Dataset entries

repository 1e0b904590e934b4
use crate::utils::error::{Result, TrafficError};

pub trait Validate {
    fn validate(&self) -> Result<()>;
}

pub fn validate_path(field_name: &str, path: &str) -> Result<()> {
    if path.is_empty() {
        return Err(TrafficError::InvalidConfigValueError {
            field: field_name.to_string(),
            value: path.to_string(),
            reason: "Path cannot be empty".to_string(),
        });
    }

    if path.contains('\0') {
        return Err(TrafficError::InvalidConfigValueError {
            field: field_name.to_string(),
            value: path.to_string(),
            reason: "Path contains null bytes".to_string(),
        });
    }

    Ok(())
}

pub fn validate_positive_number(field_name: &str, value: usize, min_value: usize) -> Result<()> {
    if value < min_value {
        return Err(TrafficError::InvalidConfigValueError {
            field: field_name.to_string(),
            value: value.to_string(),
            reason: format!("Value must be at least {}", min_value),
        });
    }
    Ok(())
}

pub fn validate_non_empty_string(field_name: &str, value: &str) -> Result<()> {
    if value.trim().is_empty() {
        return Err(TrafficError::InvalidConfigValueError {
            field: field_name.to_string(),
            value: value.to_string(),
            reason: "Value cannot be empty or whitespace-only".to_string(),
        });
    }
    Ok(())
}

pub fn validate_range<T: PartialOrd + std::fmt::Display + Copy>(
    field_name: &str,
    value: T,
    min: T,
    max: T,
) -> Result<()> {
    // NaN 也會落在這裡
    if !(value >= min && value <= max) {
        return Err(TrafficError::InvalidConfigValueError {
            field: field_name.to_string(),
            value: value.to_string(),
            reason: format!("Value must be between {} and {}", min, max),
        });
    }
    Ok(())
}

/// 分箱門檻必須嚴格遞增，否則離散化結果沒有意義
pub fn validate_ascending(field_name: &str, values: &[u32]) -> Result<()> {
    if values.is_empty() {
        return Err(TrafficError::InvalidConfigValueError {
            field: field_name.to_string(),
            value: "[]".to_string(),
            reason: "At least one threshold is required".to_string(),
        });
    }

    if values.windows(2).any(|w| w[0] >= w[1]) {
        return Err(TrafficError::InvalidConfigValueError {
            field: field_name.to_string(),
            value: format!("{:?}", values),
            reason: "Thresholds must be strictly ascending".to_string(),
        });
    }

    Ok(())
}
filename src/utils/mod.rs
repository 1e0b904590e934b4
pub mod error;
pub mod logger;
pub mod monitor;
pub mod validation;
impl QueueSimulation {
    pub fn new(config: QueueSimConfig) -> Result<Self> {
        config.validate()?;
        Ok(Self {
            config,
            episode: 0,
            running: false,
            step: 0,
            lanes: Vec::new(),
            signals: Vec::new(),
            snapshot: HashMap::new(),
            vehicle_order: Vec::new(),
            departed: 0,
        })
    }

    pub fn config(&self) -> &QueueSimConfig {
        &self.config
    }

    pub fn current_step(&self) -> usize {
        self.step
    }

    /// 已經通過路口的車輛數
    pub fn departed(&self) -> usize {
        self.departed
    }

    fn ensure_running(&self) -> Result<()> {
        if self.running {
            Ok(())
        } else {
            Err(TrafficError::simulation("simulation is not running, call start() first"))
        }
    }

    fn intersection_index(&self, tls_id: &str) -> Result<usize> {
        self.config
            .intersections
            .iter()
            .position(|i| i.id == tls_id)
            .ok_or_else(|| TrafficError::UnknownObject {
                kind: "traffic light".to_string(),
                id: tls_id.to_string(),
            })
    }

    fn lane_state(&self, lane_id: &str) -> Result<&LaneState> {
        for (i, its) in self.config.intersections.iter().enumerate() {
            if let Some(j) = its.lanes.iter().position(|l| l.id == lane_id) {
                return Ok(&self.lanes[i][j]);
            }
        }
        Err(TrafficError::UnknownObject {
            kind: "lane".to_string(),
            id: lane_id.to_string(),
        })
    }

    fn vehicle(&self, vehicle_id: &str) -> Result<VehicleSnapshot> {
        self.snapshot
            .get(vehicle_id)
            .copied()
            .ok_or_else(|| TrafficError::UnknownObject {
                kind: "vehicle".to_string(),
                id: vehicle_id.to_string(),
            })
    }

    fn generate_demand(&mut self) {
        let mut rng = ChaCha8Rng::seed_from_u64(self.config.seed.wrapping_add(self.episode));
        let demand_steps = (self.config.demand_end / self.config.step_length).ceil().max(0.0) as usize;
        let mut counter = 0usize;

        self.lanes = self
            .config
            .intersections
            .iter()
            .map(|its| vec![LaneState::default(); its.lanes.len()])
            .collect();

        for step in 0..demand_steps {
            for (i, its) in self.config.intersections.iter().enumerate() {
                for (j, lane) in its.lanes.iter().enumerate() {
                    let p = (lane.arrival_rate * self.config.step_length).clamp(0.0, 1.0);
                    if rng.gen_bool(p) {
                        self.lanes[i][j]
                            .schedule
                            .push_back((step, format!("veh{}", counter)));
                        counter += 1;
                    }
                }
            }
        }
        tracing::debug!(
            "Generated {} vehicles for episode {} (seed {})",
            counter,
            self.episode,
            self.config.seed.wrapping_add(self.episode)
        );
    }

    fn rebuild_snapshot(&mut self) {
        self.snapshot.clear();
        self.vehicle_order.clear();
        for lanes in &self.lanes {
            for lane in lanes {
                for (v, _) in &lane.approaching {
                    self.vehicle_order.push(v.id.clone());
                    self.snapshot.insert(
                        v.id.clone(),
                        VehicleSnapshot {
                            speed: self.config.cruise_speed,
                            waiting: 0.0,
                        },
                    );
                }
                for v in &lane.queue {
                    self.vehicle_order.push(v.id.clone());
                    self.snapshot.insert(
                        v.id.clone(),
                        VehicleSnapshot {
                            speed: 0.0,
                            waiting: v.waiting,
                        },
                    );
                }
            }
        }
    }

    fn advance(&mut self) {
        let dt = self.config.step_length;
        let step = self.step;

        for (i, its) in self.config.intersections.iter().enumerate() {
            let signal = &mut self.signals[i];
            let state = its.phases[signal.phase].state.as_bytes();

            for (j, lane_spec) in its.lanes.iter().enumerate() {
                let lane = &mut self.lanes[i][j];
                let green = matches!(state.get(lane_spec.link_index), Some(b'G') | Some(b'g'));
                let mut capacity = if green { self.config.discharge_per_step } else { 0 };

                while capacity > 0 && lane.queue.pop_front().is_some() {
                    capacity -= 1;
                    self.departed += 1;
                }
                for v in lane.queue.iter_mut() {
                    v.waiting += dt;
                }

                let mut still_approaching = VecDeque::with_capacity(lane.approaching.len());
                while let Some((v, remaining)) = lane.approaching.pop_front() {
                    if remaining > 1 {
                        still_approaching.push_back((v, remaining - 1));
                    } else if capacity > 0 && lane.queue.is_empty() {
                        // 綠燈且前方無車，直接通過不停車
                        capacity -= 1;
                        self.departed += 1;
                    } else {
                        lane.queue.push_back(v);
                    }
                }
                lane.approaching = still_approaching;

                while lane.schedule.front().is_some_and(|(s, _)| *s <= step) {
                    if let Some((_, id)) = lane.schedule.pop_front() {
                        let vehicle = Vehicle { id, waiting: 0.0 };
                        if self.config.approach_steps == 0 {
                            lane.queue.push_back(vehicle);
                        } else {
                            lane.approaching
                                .push_back((vehicle, self.config.approach_steps));
                        }
                    }
                }
            }

            signal.remaining -= dt;
            if signal.remaining <= 1e-9 {
                signal.phase = (signal.phase + 1) % its.phases.len();
                signal.remaining = its.phases[signal.phase].duration;
            }
        }

        self.step += 1;
    }
}
use clap::Parser;
use rand::SeedableRng;
use rand_chacha::ChaCha8Rng;
use traffic_rl::config::Command;
use traffic_rl::core::emissions::{build_stop_records, load_stop_records, write_stop_records, EmissionsReport};
use traffic_rl::core::qtable::QTableSet;
use traffic_rl::core::runner::collect_stop_times;
use traffic_rl::core::{RunReport, Storage, TrafficSimulation};
use traffic_rl::utils::error::{ErrorSeverity, Result};
use traffic_rl::utils::{logger, validation::Validate};
use traffic_rl::{
    Backend, Baseline, CliConfig, Evaluator, FuzzyRunner, LocalStorage, QueueSimulation, SumoSimulation,
    TrafficConfig, Trainer,
};

#[tokio::main]
async fn main() {
    let cli = CliConfig::parse();

    // 初始化日誌
    if cli.log_json {
        logger::init_json_logger(cli.verbose);
    } else {
        logger::init_cli_logger(cli.verbose);
    }

    tracing::info!("🚦 Starting traffic-rl");
    if cli.verbose {
        tracing::debug!("CLI config: {:?}", cli);
    }

    let config = match cli.load_config().and_then(|c| c.validate().map(|_| c)) {
        Ok(config) => config,
        Err(e) => {
            tracing::error!("❌ Configuration failed: {}", e);
            tracing::error!("💡 Suggestion: {}", e.recovery_suggestion());
            eprintln!("❌ {}", e.user_friendly_message());
            std::process::exit(1);
        }
    };
    tracing::info!("✅ Configuration loaded and validated successfully");

    // 顯示配置摘要
    println!("{}", config.summary());

    if let Command::Train { dry_run: true, .. } = cli.command {
        tracing::info!("🔍 DRY RUN MODE - No simulation will be started");
        println!("🔍 Dry run: configuration is valid, nothing was simulated");
        return;
    }

    if config.monitoring_enabled() {
        tracing::info!("🔍 System monitoring enabled");
    }

    if let Err(e) = dispatch(&cli, &config).await {
        tracing::error!(
            "❌ Command failed: {} (Category: {:?}, Severity: {:?})",
            e,
            e.category(),
            e.severity()
        );
        tracing::error!("💡 Recovery suggestion: {}", e.recovery_suggestion());

        eprintln!("❌ {}", e.user_friendly_message());
        eprintln!("💡 建議: {}", e.recovery_suggestion());

        // 根據錯誤嚴重程度決定退出碼
        let exit_code = match e.severity() {
            ErrorSeverity::Low => 0,
            ErrorSeverity::Medium => 2,
            ErrorSeverity::High => 1,
            ErrorSeverity::Critical => 3,
        };
        if exit_code > 0 {
            std::process::exit(exit_code);
        }
    }
}

async fn dispatch(cli: &CliConfig, config: &TrafficConfig) -> Result<()> {
    match config.simulation.backend {
        Backend::Builtin => {
            let sim = QueueSimulation::new(config.simulation.builtin.clone())?;
            run_command(sim, cli, config).await
        }
        Backend::Sumo => {
            let sim = SumoSimulation::new(config.simulation.sumo.clone())?;
            run_command(sim, cli, config).await
        }
    }
}

async fn run_command<S: TrafficSimulation>(sim: S, cli: &CliConfig, config: &TrafficConfig) -> Result<()> {
    let storage = LocalStorage::new(config.output.dir.clone());

    match &cli.command {
        Command::Train { fresh, .. } => {
            let mut trainer = Trainer::new_with_monitoring(
                sim,
                storage,
                config.agent_settings(),
                config.training_settings(),
                config.monitoring_enabled(),
            )
            .fresh_start(*fresh);
            let report = trainer.run().await?;
            println!(
                "✅ Trained {} episodes, {} states saved to {}/{}",
                report.episodes.len(),
                report.state_count,
                config.output.dir,
                report.q_table_file
            );
            if let Some(eps) = report.final_epsilon() {
                println!("   final epsilon: {:.4}", eps);
            }
        }
        Command::Run { .. } => {
            let tables = QTableSet::load(&storage, &config.output.q_table_file).await?;
            let mut evaluator = Evaluator::new(sim, tables, config.agent_settings(), config.run_settings());
            print_report(&evaluator.run().await?);
        }
        Command::Baseline => {
            let mut baseline = Baseline::new(sim, config.run_settings());
            print_report(&baseline.run().await?);
        }
        Command::Fuzzy => {
            let mut runner = FuzzyRunner::new(sim, config.fuzzy_settings());
            print_report(&runner.run().await?);
        }
        Command::StopTimes { .. } => {
            let mut sim = sim;
            let times = collect_stop_times(&mut sim, &config.run_settings()).await?;
            let mut rng = ChaCha8Rng::seed_from_u64(config.analysis.seed);
            let records = build_stop_records(&times, &config.analysis.vehicle_mix, &mut rng);

            let mut buf = Vec::new();
            write_stop_records(&mut buf, &records)?;
            storage.write_file(&config.output.stop_times_file, &buf).await?;
            println!(
                "✅ Stop times for {} vehicles written to {}",
                records.len(),
                storage.full_path(&config.output.stop_times_file).display()
            );
        }
        Command::Emissions { input, vehicle, .. } => {
            let data = match input {
                Some(path) => std::fs::read(path)?,
                None => storage.read_file(&config.output.stop_times_file).await?,
            };
            let records = load_stop_records(data.as_slice())?;
            let mut rng = ChaCha8Rng::seed_from_u64(config.analysis.seed);
            let report = EmissionsReport::from_records(&records, &mut rng);

            match vehicle {
                Some(id) => {
                    let v = report.lookup(id)?;
                    println!("Vehicle {} (type {})", v.vehicle_id, v.vehicle_type);
                    println!("  Stopped: {:.2} minutes", v.stopped_minutes);
                    println!(
                        "  CO2: {:.2} g | CO: {:.4} g | NOx: {:.4} g",
                        v.emissions.co2, v.emissions.co, v.emissions.nox
                    );
                }
                None => print!("{}", report.render()),
            }

            if let Some(path) = &config.output.emissions_json {
                let json = serde_json::to_vec_pretty(&report)?;
                storage.write_file(path, &json).await?;
                tracing::info!("📝 Emissions report written to {}", path);
            }
        }
    }
    Ok(())
}

fn print_report(report: &RunReport) {
    println!("✅ {} control finished", report.controller);
    println!("   steps              : {}", report.steps);
    println!("   vehicles           : {}", report.vehicles);
    println!("   average wait       : {:.2} s", report.average_wait);
    println!("   total stopped time : {:.2} s", report.total_stopped_time);
}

Aim of the task
Reproduce each line of the entries in which the word "failed" is found.

Reply
            tracing::error!("❌ Configuration failed: {}", e);
            "❌ Command failed: {} (Category: {:?}, Severity: {:?})",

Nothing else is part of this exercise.